On 20/01/2016, at 12:03 pm, Henning Thielemann
I am not thinking about a radically different machine language, just a common imperative machine language with some added instructions for tasks often found in machine code generated from Haskell. E.g. mainstream processors support C function calls with special jump instruction and stack handling. Maybe there could be instructions that assist handling thunks or Haskell function calls.

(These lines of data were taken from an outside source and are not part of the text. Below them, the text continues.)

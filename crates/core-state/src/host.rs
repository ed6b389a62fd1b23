//! Capabilities the engine consumes from its host application.
//!
//! The host owns text storage, selections, undo history and any UI. Every call
//! is synchronous and its effect is visible to the next interpreter step.

use crate::{Mode, OperatorKind};
use core_text::Buffer;
use std::fmt;
use std::ops::Range;

/// Identifies the buffer a session belongs to.
#[derive(Debug, Clone, Copy, PartialEq, Eq, Hash, PartialOrd, Ord, Default)]
pub struct BufferId(pub u64);

impl fmt::Display for BufferId {
    fn fmt(&self, f: &mut fmt::Formatter<'_>) -> fmt::Result {
        write!(f, "buffer#{}", self.0)
    }
}

/// A selection as two absolute byte offsets. `a` is the anchor, `b` the caret
/// end; either may be the larger. An empty region is a plain caret.
#[derive(Debug, Clone, Copy, PartialEq, Eq, Hash, Default)]
pub struct Region {
    pub a: usize,
    pub b: usize,
}

impl Region {
    pub fn new(a: usize, b: usize) -> Self {
        Self { a, b }
    }

    pub fn caret(at: usize) -> Self {
        Self { a: at, b: at }
    }

    pub fn begin(&self) -> usize {
        self.a.min(self.b)
    }

    pub fn end(&self) -> usize {
        self.a.max(self.b)
    }

    pub fn is_empty(&self) -> bool {
        self.a == self.b
    }

    pub fn is_reversed(&self) -> bool {
        self.b < self.a
    }

    pub fn range(&self) -> Range<usize> {
        self.begin()..self.end()
    }
}

/// Where `scroll_to` should place the target line in the viewport.
#[derive(Debug, Clone, Copy, PartialEq, Eq, Hash)]
pub enum ScrollAlign {
    Top,
    Center,
    Bottom,
    /// Only scroll if the target is off-screen.
    Visible,
}

/// A host-native command: a name plus its argument words.
#[derive(Debug, Clone, PartialEq, Eq, Hash)]
pub struct NativeCommand {
    pub name: String,
    pub args: Vec<String>,
}

impl NativeCommand {
    pub fn new(name: impl Into<String>) -> Self {
        Self {
            name: name.into(),
            args: Vec::new(),
        }
    }

    pub fn with_args<I, S>(name: impl Into<String>, args: I) -> Self
    where
        I: IntoIterator<Item = S>,
        S: Into<String>,
    {
        Self {
            name: name.into(),
            args: args.into_iter().map(Into::into).collect(),
        }
    }
}

impl fmt::Display for NativeCommand {
    fn fmt(&self, f: &mut fmt::Formatter<'_>) -> fmt::Result {
        f.write_str(&self.name)?;
        for arg in &self.args {
            write!(f, " {arg}")?;
        }
        Ok(())
    }
}

/// Buffer capability: text, selections, viewport and undo.
pub trait HostBuffer {
    fn id(&self) -> BufferId;

    /// Read view of the current text.
    fn text(&self) -> &Buffer;

    fn insert(&mut self, at: usize, text: &str);
    fn erase(&mut self, range: Range<usize>);
    fn replace(&mut self, range: Range<usize>, text: &str);

    fn get_selections(&self) -> Vec<Region>;
    fn set_selections(&mut self, regions: Vec<Region>);

    fn scroll_to(&mut self, offset: usize, align: ScrollAlign);

    /// First and last visible line, inclusive.
    fn viewport_extent(&self) -> (usize, usize);

    /// Open an undo group; every edit until the matching `end_edit_group`
    /// undoes as one step. Groups may nest.
    fn begin_edit_group(&mut self) {}
    fn end_edit_group(&mut self) {}

    /// Returns false when there is nothing to undo.
    fn undo(&mut self) -> bool;
    fn redo(&mut self) -> bool;

    /// Run a command the host implements natively (reindent, comment toggle,
    /// ex results). The error string is surfaced as a status message.
    fn run_native(&mut self, cmd: &NativeCommand) -> Result<(), String>;
}

/// What an interactive prompt is collecting.
#[derive(Debug, Clone, Copy, PartialEq, Eq, Hash)]
pub enum PromptKind {
    Search { forward: bool },
    Ex,
}

impl PromptKind {
    /// The prompt's leading character as shown to the user.
    pub fn leader(self) -> char {
        match self {
            PromptKind::Search { forward: true } => '/',
            PromptKind::Search { forward: false } => '?',
            PromptKind::Ex => ':',
        }
    }
}

/// Minimal state needed to finish a command once its prompt answers.
#[derive(Debug, Clone, PartialEq, Eq)]
pub enum Resume {
    Search {
        forward: bool,
        count: Option<usize>,
        operator: Option<OperatorKind>,
        register: Option<char>,
        origin_mode: Mode,
        /// Keys that led to the prompt, used to build the dot-repeat payload.
        notation: String,
    },
    Ex {
        origin_mode: Mode,
    },
    /// A register listing; the picked item is pasted after the caret.
    PickRegister {
        registers: Vec<char>,
    },
}

/// Handed to the host with a prompt and passed back on done/change/cancel.
/// A continuation whose generation no longer matches the session is stale.
#[derive(Debug, Clone, PartialEq, Eq)]
pub struct Continuation {
    pub buffer: BufferId,
    pub generation: u64,
    pub resume: Resume,
}

#[derive(Debug, Clone, PartialEq, Eq)]
pub struct PromptRequest {
    pub kind: PromptKind,
    pub initial_text: String,
    pub continuation: Continuation,
}

/// A pick list. The host answers with the index of the chosen item, or
/// nothing when dismissed.
#[derive(Debug, Clone, PartialEq, Eq)]
pub struct QuickPanelRequest {
    pub items: Vec<String>,
    pub continuation: Continuation,
}

/// UI capability.
pub trait HostUi {
    fn show_prompt(&mut self, request: PromptRequest);
    fn show_quick_panel(&mut self, request: QuickPanelRequest);
    fn bell(&mut self);
    fn status_message(&mut self, text: &str);
}

#[derive(Debug, Clone, PartialEq, Eq)]
pub enum SettingValue {
    Bool(bool),
    Int(i64),
    Str(String),
}

impl SettingValue {
    pub fn as_bool(&self) -> Option<bool> {
        match self {
            SettingValue::Bool(b) => Some(*b),
            SettingValue::Int(i) => Some(*i != 0),
            SettingValue::Str(_) => None,
        }
    }

    pub fn as_int(&self) -> Option<i64> {
        match self {
            SettingValue::Int(i) => Some(*i),
            SettingValue::Str(s) => s.parse().ok(),
            SettingValue::Bool(_) => None,
        }
    }
}

impl fmt::Display for SettingValue {
    fn fmt(&self, f: &mut fmt::Formatter<'_>) -> fmt::Result {
        match self {
            SettingValue::Bool(b) => write!(f, "{b}"),
            SettingValue::Int(i) => write!(f, "{i}"),
            SettingValue::Str(s) => f.write_str(s),
        }
    }
}

/// Per-buffer option store.
pub trait Settings {
    fn get(&self, name: &str) -> Option<SettingValue>;
    fn set(&mut self, name: &str, value: SettingValue);

    fn get_bool(&self, name: &str, default: bool) -> bool {
        self.get(name).and_then(|v| v.as_bool()).unwrap_or(default)
    }

    fn get_int(&self, name: &str, default: i64) -> i64 {
        self.get(name).and_then(|v| v.as_int()).unwrap_or(default)
    }
}

/// Everything the interpreter needs from one host buffer.
pub trait Host: HostBuffer + HostUi + Settings {}

impl<T: HostBuffer + HostUi + Settings> Host for T {}

#[cfg(test)]
mod tests {
    use super::*;

    #[test]
    fn region_ordering() {
        let r = Region::new(9, 3);
        assert_eq!(r.begin(), 3);
        assert_eq!(r.end(), 9);
        assert!(r.is_reversed());
        assert_eq!(r.range(), 3..9);
        assert!(Region::caret(4).is_empty());
    }

    #[test]
    fn native_command_display() {
        let cmd = NativeCommand::with_args("reindent", ["3"]);
        assert_eq!(cmd.to_string(), "reindent 3");
        assert_eq!(NativeCommand::new("w").to_string(), "w");
    }

    #[test]
    fn setting_coercions() {
        assert_eq!(SettingValue::Int(0).as_bool(), Some(false));
        assert_eq!(SettingValue::Str("8".into()).as_int(), Some(8));
        assert_eq!(SettingValue::Str("x".into()).as_bool(), None);
        assert_eq!(PromptKind::Search { forward: false }.leader(), '?');
    }
}
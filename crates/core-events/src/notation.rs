//! Textual key notation.
//!
//! Grammar: a notation string is a sequence of plain characters and bracketed
//! key names. Bracketed names are case-insensitive and may carry modifier
//! prefixes (`C-`, `A-`/`M-`, `S-`, `D-`) in any order: `<Esc>`, `<c-W>`,
//! `<S-Tab>`, `<C-A-Down>`. A `<` that does not open a well-formed bracket
//! (no closing `>` or whitespace before it) is the literal `<`.
//!
//! Canonical output always folds control letters to lower case and orders
//! modifiers C, A, S, D. `<` and space render as `<lt>` and `<Space>` so that
//! any rendered string tokenizes back to the same tokens.

use crate::{KeyToken, ModMask, NamedKey};
use thiserror::Error;
use tracing::trace;

#[derive(Debug, Clone, PartialEq, Eq, Error)]
pub enum NotationError {
    #[error("empty key name in `<>`")]
    Empty,
    #[error("unknown key name `<{0}>`")]
    UnknownKey(String),
    #[error("unknown modifier `{0}` in `<{1}>`")]
    UnknownModifier(String, String),
}

/// Lazy tokenizer over a notation string.
///
/// Finite and restartable only by calling [`tokenize`] again; once an error is
/// yielded the iterator is exhausted.
#[derive(Debug, Clone)]
pub struct Tokens<'a> {
    rest: &'a str,
    failed: bool,
}

pub fn tokenize(text: &str) -> Tokens<'_> {
    Tokens {
        rest: text,
        failed: false,
    }
}

/// Eagerly tokenize a whole notation string.
pub fn parse_notation(text: &str) -> Result<Vec<KeyToken>, NotationError> {
    tokenize(text).collect()
}

/// Render a token slice back to canonical notation.
pub fn to_notation(tokens: &[KeyToken]) -> String {
    let mut out = String::new();
    for t in tokens {
        out.push_str(&token_notation(t));
    }
    out
}

impl<'a> Iterator for Tokens<'a> {
    type Item = Result<KeyToken, NotationError>;

    fn next(&mut self) -> Option<Self::Item> {
        if self.failed {
            return None;
        }
        let mut chars = self.rest.chars();
        let first = chars.next()?;
        if first == '<'
            && let Some(close) = bracket_end(self.rest)
        {
            let inner = &self.rest[1..close];
            self.rest = &self.rest[close + 1..];
            let res = parse_bracketed(inner);
            if res.is_err() {
                self.failed = true;
            }
            trace!(target: "input.notation", name = inner, ok = res.is_ok(), "bracketed_token");
            return Some(res);
        }
        self.rest = chars.as_str();
        Some(Ok(KeyToken::Char(first)))
    }
}

/// Byte index of the `>` closing a bracket that starts at index 0, if the
/// bracket is well formed (non-whitespace body, `>` present). `<>>` style
/// bodies are accepted only for the single char `>` after a modifier, e.g. `<S->>`.
fn bracket_end(s: &str) -> Option<usize> {
    let body = &s[1..];
    for (i, c) in body.char_indices() {
        if c == '>' {
            if i == 0 {
                return None;
            }
            // `<C->>` : modifier prefix followed by a literal '>'
            if body[..i].ends_with('-') && body[i + 1..].starts_with('>') {
                return Some(i + 2);
            }
            return Some(i + 1);
        }
        if c.is_whitespace() || c == '<' {
            return None;
        }
    }
    None
}

fn parse_bracketed(inner: &str) -> Result<KeyToken, NotationError> {
    if inner.is_empty() {
        return Err(NotationError::Empty);
    }
    let mut mods = ModMask::empty();
    let mut rest = inner;
    // Peel `X-` prefixes while something non-empty follows the dash.
    loop {
        let mut it = rest.char_indices();
        match (it.next(), it.next()) {
            (Some((_, m)), Some((dash, '-'))) if rest.len() > dash + 1 => {
                let flag = match m.to_ascii_lowercase() {
                    'c' => ModMask::CTRL,
                    'a' | 'm' => ModMask::ALT,
                    's' => ModMask::SHIFT,
                    'd' => ModMask::SUPER,
                    _ => {
                        return Err(NotationError::UnknownModifier(
                            m.to_string(),
                            inner.to_string(),
                        ));
                    }
                };
                mods |= flag;
                rest = &rest[dash + 1..];
            }
            _ => break,
        }
    }
    let base = key_name(rest).ok_or_else(|| NotationError::UnknownKey(inner.to_string()))?;
    if mods.is_empty() && matches!(base, KeyToken::Char(c) if c != ' ' && c != '<' && c != '|' && c != '\\')
    {
        // `<x>` with no modifiers is not a key name
        return Err(NotationError::UnknownKey(inner.to_string()));
    }
    Ok(KeyToken::chord(base, mods))
}

fn key_name(name: &str) -> Option<KeyToken> {
    let mut chars = name.chars();
    if let (Some(c), None) = (chars.next(), chars.next()) {
        return Some(KeyToken::Char(c));
    }
    let lower = name.to_ascii_lowercase();
    let named = match lower.as_str() {
        "esc" => NamedKey::Esc,
        "cr" | "enter" | "return" => NamedKey::Enter,
        "bs" | "backspace" => NamedKey::Backspace,
        "tab" => NamedKey::Tab,
        "del" | "delete" => NamedKey::Delete,
        "insert" | "ins" => NamedKey::Insert,
        "up" => NamedKey::Up,
        "down" => NamedKey::Down,
        "left" => NamedKey::Left,
        "right" => NamedKey::Right,
        "home" => NamedKey::Home,
        "end" => NamedKey::End,
        "pageup" => NamedKey::PageUp,
        "pagedown" => NamedKey::PageDown,
        "space" => return Some(KeyToken::Char(' ')),
        "lt" => return Some(KeyToken::Char('<')),
        "bar" => return Some(KeyToken::Char('|')),
        "bslash" => return Some(KeyToken::Char('\\')),
        f if f.starts_with('f') => {
            let n: u8 = f[1..].parse().ok()?;
            if !(1..=12).contains(&n) {
                return None;
            }
            NamedKey::F(n)
        }
        _ => return None,
    };
    Some(KeyToken::Named(named))
}

fn named_str(key: NamedKey) -> String {
    match key {
        NamedKey::Enter => "CR".into(),
        NamedKey::Esc => "Esc".into(),
        NamedKey::Backspace => "BS".into(),
        NamedKey::Tab => "Tab".into(),
        NamedKey::F(n) => format!("F{n}"),
        NamedKey::Up => "Up".into(),
        NamedKey::Down => "Down".into(),
        NamedKey::Left => "Left".into(),
        NamedKey::Right => "Right".into(),
        NamedKey::Home => "Home".into(),
        NamedKey::End => "End".into(),
        NamedKey::PageUp => "PageUp".into(),
        NamedKey::PageDown => "PageDown".into(),
        NamedKey::Insert => "Insert".into(),
        NamedKey::Delete => "Del".into(),
    }
}

fn base_name(token: &KeyToken) -> String {
    match token {
        KeyToken::Char(' ') => "Space".into(),
        KeyToken::Char('<') => "lt".into(),
        KeyToken::Char(c) => c.to_string(),
        KeyToken::Named(n) => named_str(*n),
        KeyToken::Chord { base, .. } => base_name(base),
    }
}

pub(crate) fn token_notation(token: &KeyToken) -> String {
    match token {
        KeyToken::Char(' ') => "<Space>".into(),
        KeyToken::Char('<') => "<lt>".into(),
        KeyToken::Char(c) => c.to_string(),
        KeyToken::Named(n) => format!("<{}>", named_str(*n)),
        KeyToken::Chord { base, mods } => {
            let mut prefix = String::new();
            for (flag, tag) in [
                (ModMask::CTRL, "C-"),
                (ModMask::ALT, "A-"),
                (ModMask::SHIFT, "S-"),
                (ModMask::SUPER, "D-"),
            ] {
                if mods.contains(flag) {
                    prefix.push_str(tag);
                }
            }
            format!("<{}{}>", prefix, base_name(base))
        }
    }
}

#[cfg(test)]
mod tests {
    use super::*;
    use pretty_assertions::assert_eq;
    use proptest::prelude::*;

    fn toks(s: &str) -> Vec<KeyToken> {
        parse_notation(s).unwrap()
    }

    #[test]
    fn plain_characters() {
        assert_eq!(
            toks("dw"),
            vec![KeyToken::Char('d'), KeyToken::Char('w')]
        );
    }

    #[test]
    fn control_synonyms_normalize() {
        assert_eq!(toks("<C-w>"), toks("<c-W>"));
        assert_eq!(toks("<C-W>"), vec![KeyToken::ctrl('w')]);
        assert_eq!(to_notation(&toks("<c-W>")), "<C-w>");
    }

    #[test]
    fn named_keys_and_aliases() {
        assert_eq!(toks("<Esc>"), vec![KeyToken::Named(NamedKey::Esc)]);
        assert_eq!(toks("<enter>"), toks("<CR>"));
        assert_eq!(toks("<Return>"), toks("<cr>"));
        assert_eq!(toks("<F12>"), vec![KeyToken::Named(NamedKey::F(12))]);
        assert_eq!(toks("<Space>"), vec![KeyToken::Char(' ')]);
        assert_eq!(toks("<lt>"), vec![KeyToken::Char('<')]);
    }

    #[test]
    fn stray_angle_is_literal() {
        assert_eq!(
            toks("a<b c"),
            vec![
                KeyToken::Char('a'),
                KeyToken::Char('<'),
                KeyToken::Char('b'),
                KeyToken::Char(' '),
                KeyToken::Char('c'),
            ]
        );
        assert_eq!(toks("<"), vec![KeyToken::Char('<')]);
        assert_eq!(toks("<<"), vec![KeyToken::Char('<'), KeyToken::Char('<')]);
    }

    #[test]
    fn modifier_order_is_canonical() {
        let t = toks("<S-C-Up>");
        assert_eq!(to_notation(&t), "<C-S-Up>");
        let alt = toks("<M-x>");
        assert_eq!(to_notation(&alt), "<A-x>");
    }

    #[test]
    fn unknown_names_are_errors() {
        assert_eq!(
            parse_notation("<Nope>"),
            Err(NotationError::UnknownKey("Nope".into()))
        );
        assert!(matches!(
            parse_notation("<Q-x>"),
            Err(NotationError::UnknownModifier(_, _))
        ));
        assert!(matches!(parse_notation("<x>"), Err(NotationError::UnknownKey(_))));
    }

    #[test]
    fn iterator_stops_after_error() {
        let mut it = tokenize("a<Bogus>b");
        assert_eq!(it.next(), Some(Ok(KeyToken::Char('a'))));
        assert!(matches!(it.next(), Some(Err(_))));
        assert_eq!(it.next(), None);
    }

    #[test]
    fn ctrl_angle_bracket() {
        let t = toks("<C->>");
        assert_eq!(t, vec![KeyToken::chord(KeyToken::Char('>'), ModMask::CTRL)]);
    }

    fn arb_token() -> impl Strategy<Value = KeyToken> {
        let plain = proptest::char::range(' ', '~').prop_map(KeyToken::Char);
        let named = prop_oneof![
            Just(NamedKey::Esc),
            Just(NamedKey::Enter),
            Just(NamedKey::Backspace),
            Just(NamedKey::Tab),
            Just(NamedKey::Up),
            Just(NamedKey::Delete),
            (1u8..=12).prop_map(NamedKey::F),
        ]
        .prop_map(KeyToken::Named);
        let ctrl = proptest::char::range('a', 'z').prop_map(KeyToken::ctrl);
        prop_oneof![plain, named, ctrl]
    }

    proptest! {
        #[test]
        fn rendered_notation_tokenizes_back(tokens in proptest::collection::vec(arb_token(), 0..16)) {
            let text = to_notation(&tokens);
            prop_assert_eq!(parse_notation(&text).unwrap(), tokens);
        }
    }
}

I was at a presentation once where the speaker showed how (thanks to the fact that Prolog doesn't evaluate arguments in calls) calling a procedure and executing the procedure could be overlapped, getting a factor of 2 speedup for an important part of the code. At another presentation a speaker showed how using a special outboard coprocessor could dramatically speed up memory management. I suspect that neither technique would be much help on today's machines and for Haskell. However, there is a hint here that doing something quite different might pay off. For example, if branch predictors don't do well with thunk handling, maybe there is a way of processing thunks that a quite different kind of branch predictor *might* cope with. Or maybe something that's expecting to process thousands of microthreads might not care about branch prediction. (Although that idea has been tried as a way of handling memory latency, I don't think it's been tried for Haskell.) Perhaps you might look for something different; instead of 'faster on similar hardware' you might look at 'cheaper'. Could a specialised Haskell processor use less energy than a standard CPU? Don't quit your day job, but don't be too sure there's nothing left to think of either.